If system want to entry deep C-state, system have to support L1. Host bridge 
handshake with device to determine whether to enter the L1 state.
Our card reader driver did not set L0s, here need to check who set this, but we 
thought this L0s enable should not cause Host bridge ASPM disable
 

> I don't see anything in rtsx that enables L0s.  Can you collect the
> dmesg log when booting with "pci=earlydump"?  That will show whether
> the BIOS left it this way.  The PCI core isn't supposed to do this, so
> if it did, we need to fix that.
> 
> I don't know whether r8169 mucks with ASPM.  It is legal to have
> different configurations for the two functions, even though they share
> the same link.  Sec 5.4.1 has rules about how hardware resolves
> differences.
> 
> > [Oddly when I set ASPM (e.g. using udev) the lspci tools show ASPM
> > enabled after a suspend/resume, but still no deep package C-states
> > until I manually fiddle via sysfs on the card reader. Sorry if this
> > only muddies the water further!]
> 
> Let's defer this for now.  It sounds worth pursuing, but I can't keep
> everything in my head at once.
> 
> Bjorn
> 
> --Please consider the environment before printing this e-mail.

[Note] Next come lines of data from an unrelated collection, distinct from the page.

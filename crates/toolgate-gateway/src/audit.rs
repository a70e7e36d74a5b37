// crates/toolgate-gateway/src/audit.rs
// ============================================================================
// Module: Authorization Audit
// Description: Structured audit events for edge authorization decisions.
// Purpose: Record every allow/deny outcome as one JSON line.
// Dependencies: serde, toolgate-core
// ============================================================================

//! ## Overview
//! Every edge decision emits one audit event: the resolved subject, the
//! decision, the stable reason, and the bundle revision consulted. Events
//! serialize as single JSON lines for any log collector. Tokens and raw
//! claims never appear in events.

// ============================================================================
// SECTION: Imports
// ============================================================================

use serde::Serialize;
use toolgate_core::Revision;

// ============================================================================
// SECTION: Audit Events
// ============================================================================

/// Audit event payload for one edge decision.
#[derive(Debug, Serialize)]
pub struct AuthzAuditEvent {
    /// Event identifier.
    event: &'static str,
    /// Request kind label.
    kind: &'static str,
    /// Resolved subject, when authentication succeeded.
    subject: Option<String>,
    /// Decision outcome: `allow` or `deny`.
    decision: &'static str,
    /// HTTP status surfaced to the client.
    status: u16,
    /// Stable decision reason.
    reason: String,
    /// Bundle revision the decision used, when bootstrapped.
    #[serde(skip_serializing_if = "Option::is_none")]
    revision: Option<Revision>,
}

impl AuthzAuditEvent {
    /// Builds a decision event.
    #[must_use]
    pub fn decision(
        kind: &'static str,
        subject: Option<String>,
        allowed: bool,
        status: u16,
        reason: impl Into<String>,
        revision: Option<Revision>,
    ) -> Self {
        Self {
            event: "authz_decision",
            kind,
            subject,
            decision: if allowed { "allow" } else { "deny" },
            status,
            reason: reason.into(),
            revision,
        }
    }
}

// ============================================================================
// SECTION: Sinks
// ============================================================================

/// Audit sink for edge decisions.
pub trait AuthzAuditSink: Send + Sync {
    /// Records an audit event.
    fn record(&self, event: &AuthzAuditEvent);
}

/// Audit sink that logs JSON lines to stderr.
pub struct StderrAuthzAuditSink;

impl AuthzAuditSink for StderrAuthzAuditSink {
    fn record(&self, event: &AuthzAuditEvent) {
        if let Ok(payload) = serde_json::to_string(event) {
            eprintln!("{payload}");
        }
    }
}

/// No-op audit sink for tests.
pub struct NoopAuthzAuditSink;

impl AuthzAuditSink for NoopAuthzAuditSink {
    fn record(&self, _event: &AuthzAuditEvent) {}
}
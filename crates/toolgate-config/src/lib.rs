// crates/toolgate-config/src/lib.rs
// ============================================================================
// Module: Toolgate Config Library
// Description: Public API surface for Toolgate configuration.
// Purpose: Expose environment-driven, fail-fast configuration loading.
// Dependencies: crate::config
// ============================================================================

//! ## Overview
//! Configuration for the gateway and control-plane processes, loaded from
//! `TOOLGATE_*` environment variables and validated eagerly so
//! misconfiguration is a fatal startup error.

// ============================================================================
// SECTION: Modules
// ============================================================================

pub mod config;

// ============================================================================
// SECTION: Re-Exports
// ============================================================================

pub use config::BackendConfig;
pub use config::ConfigError;
pub use config::ControlPlaneConfig;
pub use config::EnvSource;
pub use config::GatewayConfig;
pub use config::ProcessEnv;
pub use config::RateLimitConfig;
pub use config::TimeoutConfig;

Re: rtsx_pci not restoring ASPM state after suspend/resume

2020-07-27 Thread Bjorn Helgaas
On Mon, Jul 27, 2020 at 08:52:25PM +0100, James Ettle wrote:
> On Mon, 2020-07-27 at 09:14 -0500, Bjorn Helgaas wrote:
> > I don't know the connection between ASPM and package C-states, so I
> > need to simplify this even more.  All I want to do right now is
> > verify
> > that if we don't have any outside influences on the ASPM
> > configuration
> > (eg, no manual changes and no udev rules), it stays the same across
> > suspend/resume.
> 
> Basically this started from me observing deep package C-states weren't
> being used, until I went and fiddled with the ASPM state of the
> rtsx_pci card reader under sysfs -- so phenomenological poking on my
> part.
> 
> > So let's read the ASPM state directly from the
> > hardware like this:
> > 
> >   sudo lspci -vvs 00:1d.0 | egrep "^0|Lnk|L1|LTR|snoop"
> >   sudo lspci -vvs 01:00   | egrep "^0|Lnk|L1|LTR|snoop"
> > 
> > Can you try that before and after suspend/resume?
> 
> I've attached these to the bugzilla entry at:
> 
> https://bugzilla.kernel.org/show_bug.cgi?id=208117
> 
> Spoiler: With no udev rules or suspend hooks, things are the same
> before and after suspend/resume. One thing I do see (both before and
> after) is that ASPM L0s and L1 is enabled for the card reader, but
> disabled for the ethernet chip (does r8169 fiddle with ASPM too?).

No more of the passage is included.